Segment Start: Source material

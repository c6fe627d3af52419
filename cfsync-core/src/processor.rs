//! Definition processing: selection, cache join, rename and orphan detection.
//!
//! This stage is pure. Malformed definitions are filtered with a warning rather
//! than failing the run.

use std::collections::{HashMap, HashSet};

use serde_json::Value;
use tracing::{debug, info, warn};

use crate::cache::{CacheEntry, CustomFormatCache};
use crate::config::SyncConfig;
use crate::contract::{GuideDefinition, ProcessedDefinition};

/// Output of [`process`].
#[derive(Debug, Clone, Default, PartialEq)]
pub struct ProcessedDefinitions {
    pub processed: Vec<ProcessedDefinition>,
    /// Cache entries with no selected definition left.
    pub orphaned: Vec<CacheEntry>,
    /// `(last known name, guide name)` for cached definitions renamed in the guide.
    pub renamed: Vec<(String, String)>,
    /// Configured trash ids or names that no guide definition carries.
    pub unmatched: Vec<String>,
}

pub fn process(
    definitions: &[GuideDefinition],
    config: &SyncConfig,
    cache: &CustomFormatCache,
) -> ProcessedDefinitions {
    let definitions = dedupe(definitions);
    let unmatched = config.custom_formats.unmatched(&definitions);

    let mut processed = Vec::new();
    let mut renamed = Vec::new();
    for definition in definitions
        .into_iter()
        .filter(|d| config.custom_formats.selects(d))
    {
        let entry = cache.get(&definition.content_id);
        if let Some(entry) = entry {
            if entry.last_known_name != definition.name {
                info!(
                    trash_id = %definition.content_id,
                    old = %entry.last_known_name,
                    new = %definition.name,
                    "Custom format renamed in guide"
                );
                renamed.push((entry.last_known_name.clone(), definition.name.clone()));
            }
        }

        let mut document = definition.document;
        document.insert("name", Value::String(definition.name.clone()));
        processed.push(ProcessedDefinition {
            content_id: definition.content_id,
            name: definition.name,
            document,
            cached_remote_id: entry.map(|e| e.remote_id),
        });
    }

    let retained: HashSet<&str> = processed.iter().map(|p| p.content_id.as_str()).collect();
    let orphaned: Vec<CacheEntry> = cache
        .entries()
        .filter(|entry| !retained.contains(entry.content_id.as_str()))
        .cloned()
        .collect();

    info!(
        processed = processed.len(),
        orphaned = orphaned.len(),
        renamed = renamed.len(),
        unmatched = unmatched.len(),
        "Processed guide custom formats"
    );

    ProcessedDefinitions {
        processed,
        orphaned,
        renamed,
        unmatched,
    }
}

/// Drops malformed definitions and collapses duplicate trash ids.
///
/// The last duplicate wins but takes the position of the first occurrence.
fn dedupe(definitions: &[GuideDefinition]) -> Vec<GuideDefinition> {
    let mut out: Vec<GuideDefinition> = Vec::with_capacity(definitions.len());
    let mut positions: HashMap<&str, usize> = HashMap::new();

    for definition in definitions {
        if definition.content_id.trim().is_empty() || definition.name.trim().is_empty() {
            warn!(
                trash_id = %definition.content_id,
                name = %definition.name,
                "Skipping guide definition without a trash id or name"
            );
            continue;
        }
        match positions.get(definition.content_id.as_str()) {
            Some(&index) => {
                warn!(
                    trash_id = %definition.content_id,
                    kept = %definition.name,
                    replaced = %out[index].name,
                    "Duplicate trash id in guide, keeping the later definition"
                );
                out[index] = definition.clone();
            }
            None => {
                debug!(trash_id = %definition.content_id, name = %definition.name, "Guide definition");
                positions.insert(definition.content_id.as_str(), out.len());
                out.push(definition.clone());
            }
        }
    }
    out
}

Segment End: Source material

» **Brief**: Please output the full listing, keeping every character the same.

» **Answer box**:
repository c6fe627d3af52419
filename cfsync-core/src/processor.rs
//! Definition processing: selection, cache join, rename and orphan detection.
//!
//! This stage is pure. Malformed definitions are filtered with a warning rather
//! than failing the run.

use std::collections::{HashMap, HashSet};

use serde_json::Value;
use tracing::{debug, info, warn};

use crate::cache::{CacheEntry, CustomFormatCache};
use crate::config::SyncConfig;
use crate::contract::{GuideDefinition, ProcessedDefinition};

/// Output of [`process`].
#[derive(Debug, Clone, Default, PartialEq)]
pub struct ProcessedDefinitions {
    pub processed: Vec<ProcessedDefinition>,
    /// Cache entries with no selected definition left.
    pub orphaned: Vec<CacheEntry>,
    /// `(last known name, guide name)` for cached definitions renamed in the guide.
    pub renamed: Vec<(String, String)>,
    /// Configured trash ids or names that no guide definition carries.
    pub unmatched: Vec<String>,
}

pub fn process(
    definitions: &[GuideDefinition],
    config: &SyncConfig,
    cache: &CustomFormatCache,
) -> ProcessedDefinitions {
    let definitions = dedupe(definitions);
    let unmatched = config.custom_formats.unmatched(&definitions);

    let mut processed = Vec::new();
    let mut renamed = Vec::new();
    for definition in definitions
        .into_iter()
        .filter(|d| config.custom_formats.selects(d))
    {
        let entry = cache.get(&definition.content_id);
        if let Some(entry) = entry {
            if entry.last_known_name != definition.name {
                info!(
                    trash_id = %definition.content_id,
                    old = %entry.last_known_name,
                    new = %definition.name,
                    "Custom format renamed in guide"
                );
                renamed.push((entry.last_known_name.clone(), definition.name.clone()));
            }
        }

        let mut document = definition.document;
        document.insert("name", Value::String(definition.name.clone()));
        processed.push(ProcessedDefinition {
            content_id: definition.content_id,
            name: definition.name,
            document,
            cached_remote_id: entry.map(|e| e.remote_id),
        });
    }

    let retained: HashSet<&str> = processed.iter().map(|p| p.content_id.as_str()).collect();
    let orphaned: Vec<CacheEntry> = cache
        .entries()
        .filter(|entry| !retained.contains(entry.content_id.as_str()))
        .cloned()
        .collect();

    info!(
        processed = processed.len(),
        orphaned = orphaned.len(),
        renamed = renamed.len(),
        unmatched = unmatched.len(),
        "Processed guide custom formats"
    );

    ProcessedDefinitions {
        processed,
        orphaned,
        renamed,
        unmatched,
    }
}

/// Drops malformed definitions and collapses duplicate trash ids.
///
/// The last duplicate wins but takes the position of the first occurrence.
fn dedupe(definitions: &[GuideDefinition]) -> Vec<GuideDefinition> {
    let mut out: Vec<GuideDefinition> = Vec::with_capacity(definitions.len());
    let mut positions: HashMap<&str, usize> = HashMap::new();

    for definition in definitions {
        if definition.content_id.trim().is_empty() || definition.name.trim().is_empty() {
            warn!(
                trash_id = %definition.content_id,
                name = %definition.name,
                "Skipping guide definition without a trash id or name"
            );
            continue;
        }
        match positions.get(definition.content_id.as_str()) {
            Some(&index) => {
                warn!(
                    trash_id = %definition.content_id,
                    kept = %definition.name,
                    replaced = %out[index].name,
                    "Duplicate trash id in guide, keeping the later definition"
                );
                out[index] = definition.clone();
            }
            None => {
                debug!(trash_id = %definition.content_id, name = %definition.name, "Guide definition");
                positions.insert(definition.content_id.as_str(), out.len());
                out.push(definition.clone());
            }
        }
    }
    out
}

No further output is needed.